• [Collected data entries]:

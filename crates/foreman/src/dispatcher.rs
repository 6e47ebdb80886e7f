//! The dispatch gate sequence (§4.6): seven checks run in a fixed order
//! before a queued task is allowed to spawn a worker. Any gate that fails
//! short-circuits the rest — the dispatcher never "catches up" a later gate
//! after an earlier one already decided the outcome, matching the
//! teacher's `should_dispatch`-then-`dispatch` split rather than one giant
//! conditional.

use std::fs;
use std::path::{Path, PathBuf};
use std::process::{Command, Stdio};

use foreman_environment::HostSample;
use foreman_forge::Forge;
use foreman_git::{already_done_in_history, decide_reuse, ReuseDecision, WorktreeRegistry};
use foreman_store::TransitionFields;
use foreman_types::{Batch, ProofEvent, Task, TaskStatus};

use crate::concurrency::has_admission_slot;
use crate::supervisor::{PulseState, Supervisor};

/// Why a task was not dispatched this pulse, or that it was.
#[derive(Debug, Clone, PartialEq, Eq)]
pub enum GateOutcome {
    Dispatched { pid: u32, worktree: PathBuf, branch: String },
    AlreadyDone,
    ClaimLost,
    NoAdmissionSlot,
    ModelUnhealthy,
    ForgeAuthFailed,
    StaleRecheckFailed,
}

/// Probe whether `model` is currently reachable. A real implementation
/// shells out to the worker CLI's own `--version`/health subcommand; tests
/// substitute a closure.
pub trait ModelHealthProbe {
    fn probe(&self, model: &str) -> bool;
}

/// Run every gate for `task` in order, dispatching a worker if all pass.
#[allow(clippy::too_many_arguments)]
pub fn dispatch_one(
    sup: &Supervisor,
    pulse: &mut PulseState,
    task: &Task,
    batch: Option<&Batch>,
    sample: &HostSample,
    running_count: u32,
    health: &dyn ModelHealthProbe,
) -> anyhow::Result<GateOutcome> {
    // Gate 1: terminal-state recheck. Another process may have already
    // moved this task since the caller listed it.
    let fresh = sup.store.require_task(&task.id)?;
    if fresh.status != TaskStatus::Queued {
        return Ok(GateOutcome::StaleRecheckFailed);
    }

    // Gate 2: already-done detection.
    if already_done_in_history(&sup.repo_root, &task.id) {
        sup.store.transition(
            &task.id,
            TaskStatus::Complete,
            Some("already_done_in_history"),
            TransitionFields::default(),
        )?;
        sup.store.record_proof(
            &task.id,
            ProofEvent::Dispatch,
            "dispatch",
            "already_done",
            "main history contains a word-boundary match for this task id",
            "dispatcher",
            None,
            None,
        )?;
        return Ok(GateOutcome::AlreadyDone);
    }

    // Gate 3: claim acquisition via TODO.md.
    let todo_path = sup.repo_root.join("TODO.md");
    let content = fs::read_to_string(&todo_path).unwrap_or_default();
    let Some(claimed) = crate::todo_registry::claim(&content, &task.id, &sup.identity) else {
        return Ok(GateOutcome::ClaimLost);
    };
    fs::write(&todo_path, &claimed)?;
    if !crate::todo_registry::commit_and_push(&sup.repo_root, &format!("claim: {}", task.id)) {
        return Ok(GateOutcome::ClaimLost);
    }

    // Gate 4: admission via the concurrency governor.
    if let Some(batch) = batch {
        if !has_admission_slot(batch, sample, &sup.config.concurrency, running_count) {
            return Ok(GateOutcome::NoAdmissionSlot);
        }
    }

    // Gate 5: model health probe, cached for this pulse.
    let model = task.model.as_deref().unwrap_or("default");
    let healthy = match pulse.cached_health(model, sup.config.dispatch.health_cache_ttl) {
        Some(cached) => cached,
        None => {
            let probed = health.probe(model);
            pulse.record_health(model, probed);
            probed
        }
    };
    if !healthy {
        return Ok(GateOutcome::ModelUnhealthy);
    }

    // Gate 6: forge-auth check.
    if sup.forge.authenticated_user().is_err() {
        return Ok(GateOutcome::ForgeAuthFailed);
    }

    // Gate 7: remote protocol rewrite, so a headless worker's push doesn't
    // stall on an interactive SSH key prompt.
    rewrite_remote_to_https(&sup.repo_root);

    // Worktree provisioning.
    let branch = task.branch.clone().unwrap_or_else(|| format!("feature/{}", task.id));
    let worktree_path = sup.worktrees_dir().join(&task.id);
    let worktree_exists = worktree_path.exists();
    let open_pr_exists = sup
        .forge
        .list_prs_for_branch(&repo_slug(&sup.repo_root), &branch)
        .map(|prs| !prs.is_empty())
        .unwrap_or(false);

    let decision = decide_reuse(
        &sup.repo_root,
        &worktree_path,
        &branch,
        worktree_exists,
        open_pr_exists,
        sup.config.dispatch.max_diverged_files_for_reuse,
    );
    provision_worktree(sup, &worktree_path, &branch, decision)?;

    let registry = WorktreeRegistry::new(sup.registry_dir());
    registry.claim(&worktree_path, &sup.identity, std::process::id())?;

    // Spawn the worker, detached: stdout/stderr redirected to the task log
    // so the evaluator's JSON-lines parse has something to read even after
    // this process (or the whole host) restarts mid-pulse.
    let log_path = sup.logs_dir().join(format!("{}.log", task.id));
    if let Some(parent) = log_path.parent() {
        fs::create_dir_all(parent)?;
    }
    let log_file = fs::File::create(&log_path)?;
    let log_file_err = log_file.try_clone()?;

    let pid = spawn_worker(&worktree_path, &task.description, log_file, log_file_err)?;

    sup.store.transition(
        &task.id,
        TaskStatus::Dispatched,
        None,
        TransitionFields {
            session: Some(pid.to_string()),
            worktree: Some(worktree_path.clone()),
            branch: Some(branch.clone()),
            log_file: Some(log_path),
            ..Default::default()
        },
    )?;

    Ok(GateOutcome::Dispatched { pid, worktree: worktree_path, branch })
}

fn provision_worktree(
    sup: &Supervisor,
    worktree_path: &Path,
    branch: &str,
    decision: ReuseDecision,
) -> anyhow::Result<()> {
    match decision {
        ReuseDecision::Reuse => {}
        ReuseDecision::DeleteAndRecreate => {
            run_git(&sup.repo_root, &["worktree", "remove", "--force", &worktree_path.to_string_lossy()]);
            run_git(
                &sup.repo_root,
                &["worktree", "add", "-B", branch, &worktree_path.to_string_lossy(), "main"],
            );
        }
        ReuseDecision::KeepResetToOriginMain => {
            foreman_git::reset_branch_to_origin_main(&sup.repo_root, branch);
        }
        ReuseDecision::CreateOnExistingBranch => {
            run_git(
                &sup.repo_root,
                &["worktree", "add", &worktree_path.to_string_lossy(), branch],
            );
        }
        ReuseDecision::CreateFresh => {
            run_git(
                &sup.repo_root,
                &["worktree", "add", "-B", branch, &worktree_path.to_string_lossy(), "main"],
            );
        }
    }
    Ok(())
}

fn run_git(repo_root: &Path, args: &[&str]) {
    let _ = Command::new("git").args(args).current_dir(repo_root).status();
}

/// Rewrite an `ssh://`/`git@` origin remote to `https://`, so a worker
/// running with no interactive terminal can still push using a cached
/// credential helper rather than hanging on a key passphrase prompt.
fn rewrite_remote_to_https(repo_root: &Path) {
    let Ok(output) = Command::new("git").args(["remote", "get-url", "origin"]).current_dir(repo_root).output() else {
        return;
    };
    let url = String::from_utf8_lossy(&output.stdout).trim().to_string();
    if let Some(https) = ssh_to_https(&url) {
        let _ = Command::new("git")
            .args(["remote", "set-url", "origin", &https])
            .current_dir(repo_root)
            .status();
    }
}

fn ssh_to_https(url: &str) -> Option<String> {
    if let Some(rest) = url.strip_prefix("git@") {
        let (host, path) = rest.split_once(':')?;
        return Some(format!("https://{host}/{path}"));
    }
    if let Some(rest) = url.strip_prefix("ssh://git@") {
        return Some(format!("https://{rest}"));
    }
    None
}

fn repo_slug(repo_root: &Path) -> String {
    repo_root
        .file_name()
        .map(|n| n.to_string_lossy().to_string())
        .unwrap_or_default()
}

fn spawn_worker(
    worktree_path: &Path,
    description: &str,
    stdout: fs::File,
    stderr: fs::File,
) -> anyhow::Result<u32> {
    let child = Command::new("worker")
        .arg(description)
        .current_dir(worktree_path)
        .stdin(Stdio::null())
        .stdout(Stdio::from(stdout))
        .stderr(Stdio::from(stderr))
        .spawn()?;
    Ok(child.id())
}

#[cfg(test)]
mod tests {
    use super::*;

    #[test]
    fn ssh_to_https_rewrites_scp_style_url() {
        assert_eq!(
            ssh_to_https("git@github.com:acme/widgets.git"),
            Some("https://github.com/acme/widgets.git".to_string())
        );
    }

    #[test]
    fn ssh_to_https_rewrites_ssh_scheme_url() {
        assert_eq!(
            ssh_to_https("ssh://git@github.com/acme/widgets.git"),
            Some("https://github.com/acme/widgets.git".to_string())
        );
    }

    #[test]
    fn ssh_to_https_leaves_already_https_url_alone() {
        assert_eq!(ssh_to_https("https://github.com/acme/widgets.git"), None);
    }

    #[test]
    fn repo_slug_uses_final_path_component() {
        assert_eq!(repo_slug(Path::new("/home/ci/checkouts/widgets")), "widgets");
    }

    struct AlwaysHealthy;
    impl ModelHealthProbe for AlwaysHealthy {
        fn probe(&self, _model: &str) -> bool {
            true
        }
    }

    struct AlwaysUnhealthy;
    impl ModelHealthProbe for AlwaysUnhealthy {
        fn probe(&self, _model: &str) -> bool {
            false
        }
    }

    #[test]
    fn probes_are_distinguishable() {
        assert!(AlwaysHealthy.probe("haiku"));
        assert!(!AlwaysUnhealthy.probe("haiku"));
    }
}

• [AIM OF THE TASK]: Reprint exactly the lines above that start at the one with "#[allow(clippy::too_many_arguments)]" and end at the one with "caller listed it.", keeping both and adding none.

• [PROBLEM SOLUTION]:
#[allow(clippy::too_many_arguments)]
pub fn dispatch_one(
    sup: &Supervisor,
    pulse: &mut PulseState,
    task: &Task,
    batch: Option<&Batch>,
    sample: &HostSample,
    running_count: u32,
    health: &dyn ModelHealthProbe,
) -> anyhow::Result<GateOutcome> {
    // Gate 1: terminal-state recheck. Another process may have already
    // moved this task since the caller listed it.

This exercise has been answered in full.